CVE-2025-60097 is a Medium severity (CVSS 4.3) missing authorization issue in the TheGem WordPress theme (slug: thegem) affecting versions up to and including 5.10.5. An attacker must be authenticated—even a subscriber-level account is sufficient—so common entry points include compromised low-privilege user accounts, shared credentials, or unnecessary user accounts that were never removed.

Because no user interaction is required (UI:N in the CVSS vector), the risk is higher in organizations that allow public registration, run promotions requiring user accounts, or maintain large email lists with subscriber access to gated content.

Security Weakness

TheGem contains a function missing a required capability check in versions up to 5.10.5. In practical terms, this means the theme may allow an authenticated user to trigger an action they should not be allowed to perform based on their role. Wordfence’s advisory indicates this can be exploited by users with subscriber access and above, but the specific unauthorized action is not described in the provided source.
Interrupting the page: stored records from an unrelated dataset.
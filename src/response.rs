//! Responses the gateway writes itself.
//!
//! Proxied responses are the origin's own, streamed through. Everything here
//! is what the gateway says when it answers on its own: micro-cache hits,
//! built-in probes, and the short plain-text errors a client sees when an
//! origin cannot be reached. Error bodies never carry internal detail.

use http::header::{self, HeaderValue};
use http::{Response, StatusCode};

use crate::body::{self, Body};
use crate::cache::CacheEntry;
use crate::error::Error;

const TEXT_PLAIN: &str = "text/plain; charset=utf-8";

// ── Plain text ────────────────────────────────────────────────────────────────

/// `text/plain` response that downstream caches must not keep.
pub fn text(status: StatusCode, message: &'static str) -> Response<Body> {
    let mut response = Response::new(body::full(message));
    *response.status_mut() = status;
    let headers = response.headers_mut();
    headers.insert(header::CONTENT_TYPE, HeaderValue::from_static(TEXT_PLAIN));
    headers.insert(header::CACHE_CONTROL, HeaderValue::from_static("no-store"));
    response
}

/// Terminal response for a failed upstream exchange.
///
/// | Failure | Status |
/// |---|---|
/// | refused, timed out, pool saturated, broken connection | 503 |
/// | anything else (a request the gateway could not build) | 500 |
pub fn failure(error: &Error) -> Response<Body> {
    match error {
        Error::Timeout(_) => text(StatusCode::SERVICE_UNAVAILABLE, "upstream timed out"),
        e if e.is_unavailable() => text(StatusCode::SERVICE_UNAVAILABLE, "upstream unavailable"),
        _ => text(StatusCode::INTERNAL_SERVER_ERROR, "gateway error"),
    }
}

// ── Micro-cache hits ──────────────────────────────────────────────────────────

/// Replays a cached entry: same status, same headers, same bytes.
pub fn cached(entry: &CacheEntry) -> Response<Body> {
    let mut response = Response::new(body::full(entry.body.clone()));
    *response.status_mut() = entry.status;
    entry.headers.write_to(response.headers_mut());
    with_age(response, entry)
}

/// `304 Not Modified` for a conditional request that matches a cached
/// entry's validator. Carries the entry's caching headers, no body.
pub fn not_modified(entry: &CacheEntry) -> Response<Body> {
    let mut response = Response::new(body::empty());
    *response.status_mut() = StatusCode::NOT_MODIFIED;
    for name in ["etag", "cache-control", "vary", "expires", "last-modified"] {
        for value in entry.headers.get_all(name) {
            response.headers_mut().append(header::HeaderName::from_static(name), value.clone());
        }
    }
    with_age(response, entry)
}

/// Whether `if-none-match` names the entry's `etag`. Weak comparison, as
/// RFC 9110 §13.1.2 requires for this header.
pub fn matches_etag(if_none_match: &str, entry: &CacheEntry) -> bool {
    let Some(etag) = entry.headers.get_str("etag") else { return false };
    let opaque = |tag: &str| tag.trim().trim_start_matches("W/").to_owned();
    let wanted = opaque(etag);
    if_none_match.split(',').any(|tag| tag.trim() == "*" || opaque(tag) == wanted)
}

fn with_age(mut response: Response<Body>, entry: &CacheEntry) -> Response<Body> {
    response.headers_mut().insert(header::AGE, HeaderValue::from(entry.age().as_secs()));
    response
}

#[cfg(test)]
mod tests {
    use std::time::Duration;

    use bytes::Bytes;
    use http::header::HeaderName;
    use http_body_util::BodyExt;

    use super::*;
    use crate::headers::HeaderList;

    fn entry(etag: &'static str) -> CacheEntry {
        let headers: HeaderList = [
            (HeaderName::from_static("content-type"), HeaderValue::from_static("application/json")),
            (HeaderName::from_static("etag"), HeaderValue::from_static(etag)),
        ].into_iter().collect();
        CacheEntry::new(StatusCode::OK, headers, Bytes::from_static(b"[1,2,3]"), Duration::from_secs(1))
    }

    #[tokio::test]
    async fn cached_responses_replay_the_entry() {
        let response = cached(&entry("\"v1\""));
        assert_eq!(response.status(), StatusCode::OK);
        assert_eq!(response.headers()["content-type"], "application/json");
        assert!(response.headers().contains_key("age"));
        let body = response.into_body().collect().await.unwrap().to_bytes();
        assert_eq!(body, Bytes::from_static(b"[1,2,3]"));
    }

    #[test]
    fn etag_matching_is_weak() {
        let e = entry("W/\"v1\"");
        assert!(matches_etag("\"v1\"", &e));
        assert!(matches_etag("\"v0\", W/\"v1\"", &e));
        assert!(matches_etag("*", &e));
        assert!(!matches_etag("\"v2\"", &e));
    }

    #[test]
    fn failures_are_short_and_generic() {
        let timeout = failure(&Error::Timeout(Duration::from_secs(3)));
        assert_eq!(timeout.status(), StatusCode::SERVICE_UNAVAILABLE);
        assert_eq!(timeout.headers()["content-type"], TEXT_PLAIN);

        let saturated = failure(&Error::Saturated("api".into()));
        assert_eq!(saturated.status(), StatusCode::SERVICE_UNAVAILABLE);

        let unknown = failure(&Error::UnknownOrigin("media".into()));
        assert_eq!(unknown.status(), StatusCode::INTERNAL_SERVER_ERROR);
    }
}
Reference: CVE-2025-60097 and the source advisory from Wordfence. Remediation is to update TheGem to 5.10.5.1 or a newer patched version.

Technical or Business Impacts

Even at Medium severity, missing authorization vulnerabilities can create meaningful business exposure because they bypass normal “who is allowed to do what” controls. If a subscriber-level account is abused, organizations may face content integrity risks (unauthorized changes), operational disruption from unexpected actions inside WordPress, and downstream brand impact if site content, landing pages, or customer-facing messaging is altered without approval.

From a leadership and compliance perspective, this can translate into: increased incident response costs, marketing campaign disruption (changed pages, broken tracking, altered CTAs), loss of trust with customers and partners, and potential audit findings if access control weaknesses are shown to be unaddressed. Priority actions should include upgrading TheGem to 5.10.5.1+, reviewing all subscriber accounts (remove or downgrade where possible), enforcing strong authentication practices, and checking logs for unusual activity originating from low-privilege users.

Similar attacks: access control weaknesses and compromised low-privilege accounts frequently play a role in broader incidents. Public examples include the MOVEit Transfer mass exploitation (CISA advisory), the Kaseya VSA ransomware incident (CISA advisory), and the Equifax data breach settlement information (FTC).